Segment Start: Records shown
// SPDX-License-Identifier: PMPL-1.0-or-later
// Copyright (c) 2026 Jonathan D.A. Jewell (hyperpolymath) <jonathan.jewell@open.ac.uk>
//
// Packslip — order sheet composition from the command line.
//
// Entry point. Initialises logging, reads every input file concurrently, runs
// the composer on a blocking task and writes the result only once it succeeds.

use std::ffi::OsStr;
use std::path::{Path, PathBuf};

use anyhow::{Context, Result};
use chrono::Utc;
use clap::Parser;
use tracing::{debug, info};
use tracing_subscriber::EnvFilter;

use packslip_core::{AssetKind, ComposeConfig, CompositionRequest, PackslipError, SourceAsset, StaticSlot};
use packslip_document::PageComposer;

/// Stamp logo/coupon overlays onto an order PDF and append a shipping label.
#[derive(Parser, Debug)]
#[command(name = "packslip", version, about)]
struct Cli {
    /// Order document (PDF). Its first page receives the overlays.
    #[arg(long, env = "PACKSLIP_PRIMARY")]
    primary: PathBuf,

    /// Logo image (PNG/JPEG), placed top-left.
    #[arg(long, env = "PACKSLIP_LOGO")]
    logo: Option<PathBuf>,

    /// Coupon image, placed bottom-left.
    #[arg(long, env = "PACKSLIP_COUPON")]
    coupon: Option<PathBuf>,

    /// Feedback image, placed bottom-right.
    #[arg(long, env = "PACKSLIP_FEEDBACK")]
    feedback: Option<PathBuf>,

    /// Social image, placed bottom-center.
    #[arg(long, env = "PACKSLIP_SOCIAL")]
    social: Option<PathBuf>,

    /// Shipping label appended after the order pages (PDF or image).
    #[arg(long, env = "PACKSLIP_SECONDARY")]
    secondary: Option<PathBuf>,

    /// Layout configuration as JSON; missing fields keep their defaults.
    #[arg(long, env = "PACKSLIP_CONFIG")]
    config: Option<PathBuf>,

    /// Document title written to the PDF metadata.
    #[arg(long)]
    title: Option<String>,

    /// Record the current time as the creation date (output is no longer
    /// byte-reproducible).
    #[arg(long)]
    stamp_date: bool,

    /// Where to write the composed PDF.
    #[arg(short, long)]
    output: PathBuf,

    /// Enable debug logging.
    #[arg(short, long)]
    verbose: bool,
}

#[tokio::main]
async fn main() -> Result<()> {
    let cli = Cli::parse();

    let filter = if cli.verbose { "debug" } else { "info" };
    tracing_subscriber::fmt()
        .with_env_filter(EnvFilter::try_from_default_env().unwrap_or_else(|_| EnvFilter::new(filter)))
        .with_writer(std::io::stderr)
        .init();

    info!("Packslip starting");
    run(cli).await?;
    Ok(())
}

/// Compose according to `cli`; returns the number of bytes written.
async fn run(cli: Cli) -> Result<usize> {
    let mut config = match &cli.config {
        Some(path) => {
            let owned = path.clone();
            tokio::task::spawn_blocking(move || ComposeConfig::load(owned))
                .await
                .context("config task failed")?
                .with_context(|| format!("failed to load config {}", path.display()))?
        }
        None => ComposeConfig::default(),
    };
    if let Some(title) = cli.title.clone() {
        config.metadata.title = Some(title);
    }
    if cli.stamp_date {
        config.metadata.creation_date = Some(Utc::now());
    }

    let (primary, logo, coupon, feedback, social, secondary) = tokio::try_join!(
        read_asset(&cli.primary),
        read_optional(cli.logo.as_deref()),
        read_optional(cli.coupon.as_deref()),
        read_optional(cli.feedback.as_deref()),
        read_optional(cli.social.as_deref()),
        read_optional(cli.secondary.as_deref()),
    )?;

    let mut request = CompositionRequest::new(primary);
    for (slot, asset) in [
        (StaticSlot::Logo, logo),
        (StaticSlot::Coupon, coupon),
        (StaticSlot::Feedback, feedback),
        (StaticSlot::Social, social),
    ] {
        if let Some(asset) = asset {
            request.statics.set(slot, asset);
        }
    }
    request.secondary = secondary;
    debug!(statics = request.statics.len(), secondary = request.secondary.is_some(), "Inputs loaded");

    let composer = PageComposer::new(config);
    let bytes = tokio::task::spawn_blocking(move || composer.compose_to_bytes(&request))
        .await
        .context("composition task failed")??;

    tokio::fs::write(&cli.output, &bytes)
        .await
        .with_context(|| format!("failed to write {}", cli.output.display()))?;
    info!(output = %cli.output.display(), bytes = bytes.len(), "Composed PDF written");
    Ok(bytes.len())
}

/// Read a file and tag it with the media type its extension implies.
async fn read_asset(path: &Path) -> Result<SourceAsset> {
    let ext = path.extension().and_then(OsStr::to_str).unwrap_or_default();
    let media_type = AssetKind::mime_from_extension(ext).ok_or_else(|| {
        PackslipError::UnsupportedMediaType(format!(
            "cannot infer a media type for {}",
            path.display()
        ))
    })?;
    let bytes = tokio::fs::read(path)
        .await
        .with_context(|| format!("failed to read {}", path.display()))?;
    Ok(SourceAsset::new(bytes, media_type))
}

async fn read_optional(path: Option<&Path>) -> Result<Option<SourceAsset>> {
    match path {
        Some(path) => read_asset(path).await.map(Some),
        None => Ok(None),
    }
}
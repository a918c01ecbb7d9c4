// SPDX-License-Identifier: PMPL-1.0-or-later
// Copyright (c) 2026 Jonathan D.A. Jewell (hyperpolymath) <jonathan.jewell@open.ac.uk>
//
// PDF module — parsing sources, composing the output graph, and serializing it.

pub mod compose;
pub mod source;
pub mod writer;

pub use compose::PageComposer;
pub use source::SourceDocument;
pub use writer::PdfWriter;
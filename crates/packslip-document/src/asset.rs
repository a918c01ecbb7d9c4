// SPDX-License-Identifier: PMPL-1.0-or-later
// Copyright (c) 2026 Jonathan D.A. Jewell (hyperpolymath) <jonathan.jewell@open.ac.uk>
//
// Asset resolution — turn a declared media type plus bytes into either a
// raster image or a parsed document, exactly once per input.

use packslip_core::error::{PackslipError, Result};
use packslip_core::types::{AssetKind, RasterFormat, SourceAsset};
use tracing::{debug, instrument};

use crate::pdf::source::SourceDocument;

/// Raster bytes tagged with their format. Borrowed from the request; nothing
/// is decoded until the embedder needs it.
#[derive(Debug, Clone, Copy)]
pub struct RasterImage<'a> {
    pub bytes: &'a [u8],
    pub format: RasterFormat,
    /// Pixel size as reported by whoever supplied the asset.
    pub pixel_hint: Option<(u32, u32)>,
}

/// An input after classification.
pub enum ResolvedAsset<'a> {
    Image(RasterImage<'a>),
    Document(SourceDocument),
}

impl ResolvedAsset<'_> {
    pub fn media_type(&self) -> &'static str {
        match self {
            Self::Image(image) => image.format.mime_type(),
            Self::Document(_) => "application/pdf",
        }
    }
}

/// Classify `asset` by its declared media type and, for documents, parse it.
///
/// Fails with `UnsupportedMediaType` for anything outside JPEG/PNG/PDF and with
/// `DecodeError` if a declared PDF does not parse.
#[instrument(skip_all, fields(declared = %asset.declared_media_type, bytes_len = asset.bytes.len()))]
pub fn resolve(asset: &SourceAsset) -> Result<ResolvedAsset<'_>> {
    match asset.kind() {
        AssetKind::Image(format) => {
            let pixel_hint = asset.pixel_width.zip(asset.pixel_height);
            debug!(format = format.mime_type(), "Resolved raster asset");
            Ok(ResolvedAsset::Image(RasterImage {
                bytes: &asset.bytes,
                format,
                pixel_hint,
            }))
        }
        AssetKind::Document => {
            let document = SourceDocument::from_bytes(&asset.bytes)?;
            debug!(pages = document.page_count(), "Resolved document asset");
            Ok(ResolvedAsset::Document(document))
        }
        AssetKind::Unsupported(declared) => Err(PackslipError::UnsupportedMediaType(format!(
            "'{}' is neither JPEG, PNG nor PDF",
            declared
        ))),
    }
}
Segment End: Records shown
Task to complete —
Repeat every line exactly, starting with the first line of the entries, and stop once the line containing "file concurrently, runs" has been given.

Written answer —
// SPDX-License-Identifier: PMPL-1.0-or-later
// Copyright (c) 2026 Jonathan D.A. Jewell (hyperpolymath) <jonathan.jewell@open.ac.uk>
//
// Packslip — order sheet composition from the command line.
//
// Entry point. Initialises logging, reads every input file concurrently, runs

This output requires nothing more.